Bel sekolah berdering, petanda jam bubar bagi anak-anak SD di mana Sinta bekerja sebagai seorang guru SD.
“Kami pulang dulu Bu guru Sinta.” Mereka bersama-sama pamitan dengan Sinta di ruangan kelas.
“Hati-hati di jalan. Ingat jika orang tua kalian belum tiba, tunggu mereka sampai datang menjemput.” Jawab Sinta sambil memberi nasihat kepada muridnya.
Di Sekolah Dasar Negeri itulah Sinta bekerja sebagai seorang guru, suatu pekerjaan yang luhur dan mulia. Dia memandang mereka sebagai generasi muda masa depan bangsa.
Dia mencintai semua muridnya sama rata.
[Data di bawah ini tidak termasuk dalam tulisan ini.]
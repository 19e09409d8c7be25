//! Bulk mutation and elementwise mapping.
//!
//! Each operation here consults a [`ParallelPolicy`] once at entry and then
//! runs either a sequential nested loop or a rayon fan-out over disjoint
//! destination rows. The `*_policy` variants take the policy explicitly so
//! callers (and the equivalence tests) can force either path; the plain
//! variants use [`ParallelPolicy::new`].

#[cfg(feature = "parallel")]
use rayon::prelude::*;

use crate::policy::{OuterDim, ParallelPolicy};
use crate::Matrix;

impl<T: Send + Sync> Matrix<T> {
    /// Replace every cell with `f(cell)`.
    pub fn update_all<F>(&mut self, f: F)
    where
        F: Fn(&T) -> T + Sync,
    {
        self.update_all_policy(&ParallelPolicy::new(), f);
    }

    /// [`Matrix::update_all`] with an explicit policy.
    pub fn update_all_policy<F>(&mut self, policy: &ParallelPolicy, f: F)
    where
        F: Fn(&T) -> T + Sync,
    {
        #[cfg(feature = "parallel")]
        if policy.should_parallelize(self.count, 1) {
            let f = &f;
            self.data.par_chunks_mut(self.cols).for_each(|row| {
                for cell in row {
                    *cell = f(cell);
                }
            });
            return;
        }
        let _ = policy;
        for cell in &mut self.data {
            *cell = f(cell);
        }
    }

    /// Replace every cell with `f(row, col)`, ignoring the current value.
    pub fn update_all_indexed<F>(&mut self, f: F)
    where
        F: Fn(usize, usize) -> T + Sync,
    {
        self.update_all_indexed_policy(&ParallelPolicy::new(), f);
    }

    /// [`Matrix::update_all_indexed`] with an explicit policy.
    pub fn update_all_indexed_policy<F>(&mut self, policy: &ParallelPolicy, f: F)
    where
        F: Fn(usize, usize) -> T + Sync,
    {
        #[cfg(feature = "parallel")]
        if policy.should_parallelize(self.count, 1) {
            let f = &f;
            let cols = self.cols;
            self.data
                .par_chunks_mut(cols)
                .enumerate()
                .for_each(|(i, row)| {
                    for (j, cell) in row.iter_mut().enumerate() {
                        *cell = f(i, j);
                    }
                });
            return;
        }
        let _ = policy;
        match ParallelPolicy::choose_outer(self.rows, self.cols) {
            OuterDim::ByRow => {
                for i in 0..self.rows {
                    for j in 0..self.cols {
                        self.data[i * self.cols + j] = f(i, j);
                    }
                }
            }
            OuterDim::ByColumn => {
                for j in 0..self.cols {
                    for i in 0..self.rows {
                        self.data[i * self.cols + j] = f(i, j);
                    }
                }
            }
        }
    }

    /// Out-of-place elementwise transform into a fresh matrix of the same
    /// element type.
    pub fn map<F>(&self, f: F) -> Matrix<T>
    where
        F: Fn(&T) -> T + Sync,
    {
        self.map_to(f)
    }

    /// [`Matrix::map`] with an explicit policy.
    pub fn map_policy<F>(&self, policy: &ParallelPolicy, f: F) -> Matrix<T>
    where
        F: Fn(&T) -> T + Sync,
    {
        self.map_to_policy(policy, f)
    }

    /// Out-of-place transform into an arbitrary target element type; the
    /// integration point for boxing a primitive grid into richer domain
    /// objects.
    pub fn map_to<U, F>(&self, f: F) -> Matrix<U>
    where
        U: Send,
        F: Fn(&T) -> U + Sync,
    {
        self.map_to_policy(&ParallelPolicy::new(), f)
    }

    /// [`Matrix::map_to`] with an explicit policy.
    pub fn map_to_policy<U, F>(&self, policy: &ParallelPolicy, f: F) -> Matrix<U>
    where
        U: Send,
        F: Fn(&T) -> U + Sync,
    {
        #[cfg(feature = "parallel")]
        if policy.should_parallelize(self.count, 1) {
            let data: Vec<U> = self.data.par_iter().map(&f).collect();
            return Matrix::from_parts(self.rows, self.cols, data);
        }
        let _ = policy;
        let data: Vec<U> = self.data.iter().map(&f).collect();
        Matrix::from_parts(self.rows, self.cols, data)
    }
}

impl<T: Clone + Send + Sync> Matrix<T> {
    /// Overwrite every cell matching `pred` with `value`, in place.
    pub fn replace_if<P>(&mut self, pred: P, value: T)
    where
        P: Fn(&T) -> bool + Sync,
    {
        self.replace_if_policy(&ParallelPolicy::new(), pred, value);
    }

    /// [`Matrix::replace_if`] with an explicit policy.
    pub fn replace_if_policy<P>(&mut self, policy: &ParallelPolicy, pred: P, value: T)
    where
        P: Fn(&T) -> bool + Sync,
    {
        #[cfg(feature = "parallel")]
        if policy.should_parallelize(self.count, 1) {
            let pred = &pred;
            let value_ref = &value;
            self.data.par_chunks_mut(self.cols).for_each(|row| {
                for cell in row {
                    if pred(cell) {
                        *cell = (*value_ref).clone();
                    }
                }
            });
            return;
        }
        let _ = policy;
        for cell in &mut self.data {
            if pred(cell) {
                *cell = value.clone();
            }
        }
    }

    /// Overwrite every cell whose position matches `pred` with `value`.
    pub fn replace_if_indexed<P>(&mut self, pred: P, value: T)
    where
        P: Fn(usize, usize) -> bool + Sync,
    {
        self.replace_if_indexed_policy(&ParallelPolicy::new(), pred, value);
    }

    /// [`Matrix::replace_if_indexed`] with an explicit policy.
    pub fn replace_if_indexed_policy<P>(&mut self, policy: &ParallelPolicy, pred: P, value: T)
    where
        P: Fn(usize, usize) -> bool + Sync,
    {
        #[cfg(feature = "parallel")]
        if policy.should_parallelize(self.count, 1) {
            let pred = &pred;
            let value_ref = &value;
            let cols = self.cols;
            self.data
                .par_chunks_mut(cols)
                .enumerate()
                .for_each(|(i, row)| {
                    for (j, cell) in row.iter_mut().enumerate() {
                        if pred(i, j) {
                            *cell = (*value_ref).clone();
                        }
                    }
                });
            return;
        }
        let _ = policy;
        match ParallelPolicy::choose_outer(self.rows, self.cols) {
            OuterDim::ByRow => {
                for i in 0..self.rows {
                    for j in 0..self.cols {
                        if pred(i, j) {
                            self.data[i * self.cols + j] = value.clone();
                        }
                    }
                }
            }
            OuterDim::ByColumn => {
                for j in 0..self.cols {
                    for i in 0..self.rows {
                        if pred(i, j) {
                            self.data[i * self.cols + j] = value.clone();
                        }
                    }
                }
            }
        }
    }
}

impl<T: Clone> Matrix<T> {
    /// Set every cell to `value`.
    pub fn fill(&mut self, value: T) {
        self.data.fill(value);
    }

    /// Copy `block` into this matrix starting at the top-left corner,
    /// silently clipping wherever the block overflows the bounds.
    pub fn fill_block(&mut self, block: &Matrix<T>) {
        self.fill_block_at(0, 0, block);
    }

    /// Copy `block` into this matrix starting at `(from_row, from_col)`.
    ///
    /// Cells of the block that would land outside the matrix are silently
    /// dropped; callers patch partial regions without bounds arithmetic.
    /// This clipping is a documented policy, not an error.
    pub fn fill_block_at(&mut self, from_row: usize, from_col: usize, block: &Matrix<T>) {
        let row_end = self.rows.min(from_row.saturating_add(block.rows));
        let col_end = self.cols.min(from_col.saturating_add(block.cols));
        for i in from_row..row_end {
            for j in from_col..col_end {
                let k = self.idx(i, j);
                self.data[k] = block.data[block.idx(i - from_row, j - from_col)].clone();
            }
        }
    }
}
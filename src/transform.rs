//! Geometric and shape transforms.
//!
//! Everything here is out-of-place and deep-copies into a fresh buffer,
//! except the `reverse_*` mirrors which mutate in place. Range and shape
//! preconditions are validated before any allocation.

#[cfg(feature = "parallel")]
use rayon::prelude::*;

use crate::policy::ParallelPolicy;
use crate::{shape, Matrix, MatrixError, Result};

// ============================================================================
// Sub-rectangle extraction and padding
// ============================================================================

impl<T: Clone> Matrix<T> {
    /// Deep copy of the row range `[from_row, to_row)`, all columns.
    pub fn copy_rows(&self, from_row: usize, to_row: usize) -> Result<Self> {
        shape::check_range(from_row, to_row, self.rows)?;
        let data = self.data[from_row * self.cols..to_row * self.cols].to_vec();
        Ok(Self::from_parts(to_row - from_row, self.cols, data))
    }

    /// Deep copy of the sub-rectangle `[from_row, to_row) x [from_col, to_col)`.
    pub fn copy_range(
        &self,
        from_row: usize,
        to_row: usize,
        from_col: usize,
        to_col: usize,
    ) -> Result<Self> {
        shape::check_range(from_row, to_row, self.rows)?;
        shape::check_range(from_col, to_col, self.cols)?;
        let (r, c) = (to_row - from_row, to_col - from_col);
        if r == 0 || c == 0 {
            return Ok(Self::empty());
        }
        let mut data = Vec::with_capacity(r * c);
        for i in from_row..to_row {
            let start = self.idx(i, from_col);
            data.extend_from_slice(&self.data[start..start + c]);
        }
        Ok(Self::from_parts(r, c, data))
    }

    /// Grow to `max(new_rows, rows) x max(new_cols, cols)`, padding the new
    /// bottom/right cells with `default`. When neither dimension grows this
    /// degrades to a plain copy.
    pub fn extend(&self, new_rows: usize, new_cols: usize, default: T) -> Self {
        let r = new_rows.max(self.rows);
        let c = new_cols.max(self.cols);
        Self::from_fn(r, c, |i, j| {
            if i < self.rows && j < self.cols {
                self.data[self.idx(i, j)].clone()
            } else {
                default.clone()
            }
        })
    }

    /// Pad on all four sides, re-anchoring the original content at offset
    /// `(to_up, to_left)`.
    pub fn extend_directed(
        &self,
        to_up: usize,
        to_down: usize,
        to_left: usize,
        to_right: usize,
        default: T,
    ) -> Self {
        let r = self.rows + to_up + to_down;
        let c = self.cols + to_left + to_right;
        Self::from_fn(r, c, |i, j| {
            let inside = i >= to_up && i < to_up + self.rows && j >= to_left && j < to_left + self.cols;
            if inside {
                self.data[self.idx(i - to_up, j - to_left)].clone()
            } else {
                default.clone()
            }
        })
    }
}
Hal itu ditunjukkan melalui ucapan, pikiran dan perbuatannya yang penuh kasih sayang. Dengan demikian, mereka yang polos juga mencintai Sinta sebagai guru mereka.
Kendati Sinta adalah seorang guru yang selalu sibuk dengan muridnya, dia juga berkeinginan untuk memiliki sahabat yang selalu ada untuk dirinya. Maka dari itu, dia memiliki beberapa sahabat pena.
Hanya saja bagi Sinta untuk mencari sahabat sejati adalah sulit. Setiap kali Sinta diajak untuk ketemuan alias kopdar (baca kopi darat), mereka tidak akan bertahan lama sebagai sahabatnya.
Sebut saja Budi, seorang pria yang ramah dan hangat dalam berkata-kata lewat surat menyurat. Setelah sekian bulan menjadi sabahat pena, akhirnya mereka bertemu lalu menghilang entah kemana.
Kemudian si Lola, seorang wanita petualang yang menyukai kuliner keliling Indonesia. Sinta mengira Lola akan menjadi sahabatnya yang nyata tidak lewat surat menyurat lagi. Tetapi setelah mereka bertemu, Lola menghilang secara perlahan-lahan, meskipun tidak dalam waktu sekejap seperti Budi yang menghilang seolah-olah lari melihat hantu.
Demikian juga dengan Herman. Seorang pengusaha yang cukup mantap di bidang yang ditekuni olehnya. Bernasib sama, hilang begitu saja seperti ditelan bumi setelah mereka bertemu.
Sinta mengerti bagaimana perasaan mereka setelah bertemu dan teringat akan fisiknya. Teryata Sinta adalah seorang gadis yang hanya memiliki satu lengan. Dia kehilangan lengan kirinya sewaktu dia lahir.